On arrival at the site, only just north of the city centre, I was greeted by a beaming Tony Collinson telling me that it had been showing wonderfully well but had just flown off. I liked Tony, so I didn’t hit him. Instead, I pegged it off in the general direction of where it had gone, only to discover that I had left my fags in the car. Oh no – possibly two hours nervously looking for a first for Britain and no nicotine! (Sad wretch that I am.) Piled into the nearest shop for fags and lighter, ended up losing Alastair.
At this point I still have no idea where the bird is, so I run across the busy A60 and down the pavement, looking for bird or birders. Then, a lucky break. A bloke in a suit with camera round his neck (local press, I suspect) sees my bins, stops me, points down a side street, and asks what ‘they down there’ are all looking at. I very quickly explain, then scuttle down the street to join the pack of birders. One hasty set of directions later, I am staring at the right bit of the (huge, perhaps 400 strong) flock of Bohemian Waxwings, and the yellowish belly of the Cedar stands out a mile. A few minutes later the whole flock took off and headed back over the A60 to where they had been before. Phew! But joy and relief quickly turned to concern – I’d scored, but Alastair was nowhere to be seen and hadn’t seen the bird!

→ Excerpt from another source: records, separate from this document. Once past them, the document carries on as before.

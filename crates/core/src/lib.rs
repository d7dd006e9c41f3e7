//! Deterministic battle simulation for two-fighter arena duels.
//!
//! `arena-core` defines the canonical rules (actions, engine, battle state)
//! and exposes pure APIs reused by the runtime and offline tools. All state
//! mutation flows through [`engine::BattleEngine`]; randomness enters only
//! through the injected [`rng::RngOracle`], so every battle is replayable
//! from its seed and action log.

pub mod action;
pub mod config;
pub mod engine;
pub mod passives;
pub mod result;
pub mod rng;
pub mod state;
pub mod terrain;
pub mod view;

pub use action::{Action, ActionKind, ActionTag};
pub use engine::BattleEngine;
pub use passives::{Passive, PassiveRegistry};
pub use result::{RoundResult, TurnResult};
pub use rng::{PcgRng, RngOracle, mix_seed};
pub use state::{
    Direction, Fighter, FighterId, FighterSpec, GameState, Position, PowerUp, PowerUpEffects,
    PowerUpKind, TileType, Winner,
};
pub use terrain::Terrain;
pub use view::compose_briefing;
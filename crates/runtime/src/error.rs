//! Unified error types surfaced by the runtime API.

use arena_core::FighterId;
use thiserror::Error;

pub type Result<T> = std::result::Result<T, RuntimeError>;

#[derive(Debug, Error)]
pub enum RuntimeError {
    #[error("decision provider for fighter {fighter} failed")]
    Provider {
        fighter: FighterId,
        #[source]
        source: Box<dyn std::error::Error + Send + Sync>,
    },

    #[error("round applied to a finished battle")]
    BattleFinished,
}

impl RuntimeError {
    /// Wrap an arbitrary provider failure with the fighter it belongs to.
    pub fn provider(
        fighter: FighterId,
        source: impl std::error::Error + Send + Sync + 'static,
    ) -> Self {
        Self::Provider {
            fighter,
            source: Box::new(source),
        }
    }
}
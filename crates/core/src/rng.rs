//! RNG oracle for deterministic random number generation.
//!
//! The engine never reaches for ambient randomness: every roll (damage
//! variance, crit, dodge, terrain placement) flows through an injected
//! [`RngOracle`]. Given the same seed and the same action sequence, a battle
//! replays identically, and tests can substitute oracles that script exact
//! rolls.

/// Source of randomness threaded through the battle engine.
///
/// The provided methods split rolls by purpose (`range` for variance,
/// `chance` for percentage gates) so test doubles can stub one without the
/// other.
pub trait RngOracle {
    /// Generate the next random u32 in the stream.
    fn next_u32(&mut self) -> u32;

    /// Generate a random value in `[min, max]` inclusive.
    fn range(&mut self, min: u32, max: u32) -> u32 {
        if min >= max {
            return min;
        }
        let span = max - min + 1;
        min + self.next_u32() % span
    }

    /// Roll a percentage gate: true with probability `percent`/100.
    fn chance(&mut self, percent: u32) -> bool {
        self.range(1, 100) <= percent
    }
}

/// PCG random number generator (Permuted Congruential Generator).
///
/// Uses the PCG-XSH-RR variant: 64-bit LCG state, 32-bit permuted output.
/// Small, fast, and statistically solid, which is all a ten-by-ten arena
/// needs.
///
/// Reference: <https://www.pcg-random.org/>
#[derive(Clone, Copy, Debug)]
pub struct PcgRng {
    state: u64,
}

impl PcgRng {
    /// PCG multiplier constant.
    const MULTIPLIER: u64 = 6364136223846793005;

    /// PCG increment constant.
    const INCREMENT: u64 = 1442695040888963407;

    /// Create a generator from a battle seed.
    ///
    /// The seed is avalanched through [`mix_seed`] first so that nearby
    /// seeds (0, 1, 2, ...) still produce unrelated streams.
    pub fn seeded(seed: u64) -> Self {
        Self {
            state: mix_seed(seed),
        }
    }

    /// Advance the LCG state by one step.
    #[inline]
    fn step(state: u64) -> u64 {
        state
            .wrapping_mul(Self::MULTIPLIER)
            .wrapping_add(Self::INCREMENT)
    }

    /// XSH-RR output permutation: xorshift high bits, then random rotate.
    #[inline]
    fn output(state: u64) -> u32 {
        let xorshifted = (((state >> 18) ^ state) >> 27) as u32;
        let rot = (state >> 59) as u32;
        xorshifted.rotate_right(rot)
    }
}

impl RngOracle for PcgRng {
    fn next_u32(&mut self) -> u32 {
        self.state = Self::step(self.state);
        Self::output(self.state)
    }
}

/// Avalanche a raw seed into a well-mixed initial state.
///
/// Constants are the SplitMix64 finalizer multipliers.
pub fn mix_seed(seed: u64) -> u64 {
    let mut hash = seed ^ 0x9e3779b97f4a7c15;
    hash ^= hash >> 33;
    hash = hash.wrapping_mul(0xff51afd7ed558ccd);
    hash ^= hash >> 33;
    hash = hash.wrapping_mul(0xc4ceb9fe1a85ec53);
    hash ^= hash >> 33;
    hash
}

#[cfg(test)]
mod tests {
    use super::*;

    #[test]
    fn same_seed_same_stream() {
        let mut a = PcgRng::seeded(42);
        let mut b = PcgRng::seeded(42);
        for _ in 0..64 {
            assert_eq!(a.next_u32(), b.next_u32());
        }
    }

    #[test]
    fn different_seeds_diverge() {
        let mut a = PcgRng::seeded(1);
        let mut b = PcgRng::seeded(2);
        let same = (0..16).filter(|_| a.next_u32() == b.next_u32()).count();
        assert!(same < 16);
    }

    #[test]
    fn range_is_inclusive_and_bounded() {
        let mut rng = PcgRng::seeded(7);
        let mut seen_min = false;
        let mut seen_max = false;
        for _ in 0..1000 {
            let v = rng.range(3, 6);
            assert!((3..=6).contains(&v));
            seen_min |= v == 3;
            seen_max |= v == 6;
        }
        assert!(seen_min && seen_max);
    }

    #[test]
    fn degenerate_range_returns_min() {
        let mut rng = PcgRng::seeded(7);
        assert_eq!(rng.range(5, 5), 5);
        assert_eq!(rng.range(9, 3), 9);
    }
}
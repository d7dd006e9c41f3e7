use arrayvec::ArrayVec;

use crate::action::ActionTag;
use crate::config;
use crate::passives::Passive;
use crate::state::types::Position;

/// Identity handed to battle creation; everything else about a fighter is
/// derived from config and the passive registry.
#[derive(Clone, Debug, PartialEq, Eq)]
#[cfg_attr(feature = "serde", derive(serde::Serialize, serde::Deserialize))]
pub struct FighterSpec {
    /// Model identifier, also the key for passive resolution.
    pub model_id: String,
    /// Name used in narration and briefings.
    pub display_name: String,
}

impl FighterSpec {
    pub fn new(model_id: impl Into<String>, display_name: impl Into<String>) -> Self {
        Self {
            model_id: model_id.into(),
            display_name: display_name.into(),
        }
    }
}

/// One-shot effects granted by pickups, consumed by the next relevant event.
#[derive(Clone, Copy, Debug, Default, PartialEq, Eq)]
#[cfg_attr(feature = "serde", derive(serde::Serialize, serde::Deserialize))]
pub struct PowerUpEffects {
    /// +10 flat on the next attack or special attempt.
    pub damage_boost: bool,
    /// Halves the next incoming hit.
    pub shield_active: bool,
}

/// Mutable per-fighter battle state.
#[derive(Clone, Debug, PartialEq, Eq)]
#[cfg_attr(feature = "serde", derive(serde::Serialize, serde::Deserialize))]
pub struct Fighter {
    pub model_id: String,
    pub name: String,
    pub hp: u32,
    pub max_hp: u32,
    pub position: Position,
    /// Set by the defend stance, cleared at the top of every round.
    pub defending: bool,
    pub special_cooldown: u8,
    pub dash_cooldown: u8,
    /// Heal charges remaining. Only ever decremented.
    pub heal_uses: u8,
    /// Armed by the charge stance, consumed by the next attack or special.
    pub charge_active: bool,
    /// Consecutive rounds the same action type was chosen.
    pub combo_run: u32,
    /// Action type chosen last round, for combo tracking.
    pub last_tag: Option<ActionTag>,
    pub effects: PowerUpEffects,
    pub passive: Passive,
    /// Rolling window of recent action types, newest last. Narration and
    /// analysis only; rules never read it.
    pub history: ArrayVec<ActionTag, { config::ACTION_HISTORY_LEN }>,
}

impl Fighter {
    pub fn new(spec: FighterSpec, position: Position, passive: Passive) -> Self {
        Self {
            model_id: spec.model_id,
            name: spec.display_name,
            hp: config::MAX_HP,
            max_hp: config::MAX_HP,
            position,
            defending: false,
            special_cooldown: 0,
            dash_cooldown: 0,
            heal_uses: config::STARTING_HEAL_USES,
            charge_active: false,
            combo_run: 0,
            last_tag: None,
            effects: PowerUpEffects::default(),
            passive,
            history: ArrayVec::new(),
        }
    }

    /// True once hp has been reduced to zero.
    #[inline]
    pub fn is_down(&self) -> bool {
        self.hp == 0
    }

    /// Reduce hp, clamping at zero.
    pub fn take_damage(&mut self, amount: u32) {
        self.hp = self.hp.saturating_sub(amount);
    }

    /// Restore hp, clamping at max. Returns the amount actually restored.
    pub fn heal_by(&mut self, amount: u32) -> u32 {
        let restored = amount.min(self.max_hp - self.hp);
        self.hp += restored;
        restored
    }

    /// Top-of-round upkeep: cooldowns tick down, the defend stance lapses,
    /// and Regeneration applies.
    pub fn begin_round(&mut self) {
        self.special_cooldown = self.special_cooldown.saturating_sub(1);
        self.dash_cooldown = self.dash_cooldown.saturating_sub(1);
        self.defending = false;
        if self.passive == Passive::Regeneration {
            self.heal_by(config::REGEN_AMOUNT);
        }
    }

    /// Update the combo run for this round's chosen action type.
    pub fn track_combo(&mut self, tag: ActionTag) {
        if self.last_tag == Some(tag) {
            self.combo_run += 1;
        } else {
            self.combo_run = 1;
            self.last_tag = Some(tag);
        }
    }

    /// True while repeated actions are penalized (run at or past the
    /// threshold).
    pub fn combo_decayed(&self) -> bool {
        self.combo_run >= config::COMBO_DECAY_THRESHOLD
    }

    /// Append to the rolling action history, evicting the oldest entry.
    pub fn record_history(&mut self, tag: ActionTag) {
        if self.history.is_full() {
            self.history.remove(0);
        }
        self.history.push(tag);
    }
}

More mad scurrying around, then, to try and find him or the bird – I managed the latter first, relocating the flock from a distance and legging it to find about 30 birders staring up into a tree at the one pale set of undertail coverts amongst the array of chestnut ones. Alastair appeared, thankfully, and a comic episode ensued, as no matter what directions I gave him, he could not see the bird. We’ve all been there (I certainly have, plenty of times) – it was blindingly obvious to me, but I knew exactly where it was, had seen hundreds of the things before, and wasn’t in the same panicky state of need. Finally he got on it. A Devon crew including Dave Hopkins arrived just in time, as about five minutes later the whole flock took off again, not to be relocated that day.
I don’t know what the good people of Nottingham thought about all this – a vanload of builders who stopped and asked me what was going on looked very bemused when told. I got home a few hours later to find messages from Paul and James, asking for gen – neither had been available at the critical time earlier, but thankfully both saw the bird well the next day.